Thandie NEWTON has garnered way more column inches for a movie she didn’t make (“Charlie’s Angels”) than for any of the 21 already under her petite belt. At 35, she has starred as girlfriend, wife and daughter of Tom Cruise, Will Smith and Oprah Winfrey, respectively, and worked for an international clutch of esteemed directors (Bernardo Bertolucci, John Woo, Jonathan Demme, Neil Jordan, Paul Haggis). But if the universe conspires in her favor, Newton will merit her most expansive and complimentary coverage yet for playing Condoleezza Rice opposite Josh Brolin in “W,” Oliver Stone’s George W. Bush biopic out Oct. 17.

“I feel a real pull from ‘W,’ a grief at its having ended,” Newton says by phone from her “ramshackle beach house” in Vancouver, Canada, where she is filming the disaster epic “2012” for director Roland Emmerich (“The Patriot”). “Every now and then it’s good to do a bigger movie.
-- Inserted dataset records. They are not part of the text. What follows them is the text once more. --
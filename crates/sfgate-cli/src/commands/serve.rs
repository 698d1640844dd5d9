//! `sfgate serve` command.
//!
//! Starts the HTTP gateway and runs until Ctrl-C.

use clap::Args;

use sfgate_config::GatewayConfig;
use sfgate_transport_http::{HttpServer, SecretPolicy};

use crate::shared;

/// Start the HTTP gateway.
#[derive(Debug, Args)]
pub struct ServeArgs {
    /// Bind host (overrides `server.host`).
    #[arg(long)]
    pub host: Option<String>,
    /// TCP port (overrides `server.port`).
    #[arg(long)]
    pub port: Option<u16>,
}

/// Applies command-line overrides on top of the loaded configuration.
pub fn apply_overrides(args: &ServeArgs, mut config: GatewayConfig) -> GatewayConfig {
    if let Some(host) = &args.host {
        config.server.host = host.clone();
    }
    if let Some(port) = args.port {
        config.server.port = port;
    }
    config
}

/// Executes the serve command.
pub async fn execute(args: &ServeArgs, config: GatewayConfig) -> anyhow::Result<()> {
    let config = apply_overrides(args, config);
    let addr = config.socket_addr()?;
    let handler = shared::create_handler(&config)?;
    let policy = SecretPolicy::new(config.auth.require_auth, &config.auth.secret_key);

    let server = HttpServer::new(handler, addr, policy);
    tokio::select! {
        result = server.run() => {
            result.map_err(|e| anyhow::anyhow!("server error: {e}"))?;
        }
        _ = tokio::signal::ctrl_c() => {
            tracing::info!("shutdown signal received");
        }
    }

    Ok(())
}

#[cfg(test)]
mod tests {
    use super::*;

    #[test]
    fn overrides_replace_only_given_values() {
        let args = ServeArgs {
            host: None,
            port: Some(9090),
        };
        let config = apply_overrides(&args, GatewayConfig::default());
        assert_eq!(config.server.port, 9090);
        assert_eq!(config.server.host, "0.0.0.0");
    }
}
And every now and then there’s a recharge of the battery. ‘W’ was one of them.” So, she says, was her other fall release: Guy Ritchie’s “RocknRolla,” a crackling London underbelly crime caper releasing Oct. 8.

Initially, she was less gung-ho. “When Oliver said, ‘So, Condoleezza?,’ I was thinking, ‘Have you lost your mind?’ Then I thought, ‘Maybe I’m so used to girlfriend, wife, mother, attractive-appendage-to-male-lead, I’ve gotten artistically flabby,’ ” says Newton, who pronounces her first name as Tan-dee.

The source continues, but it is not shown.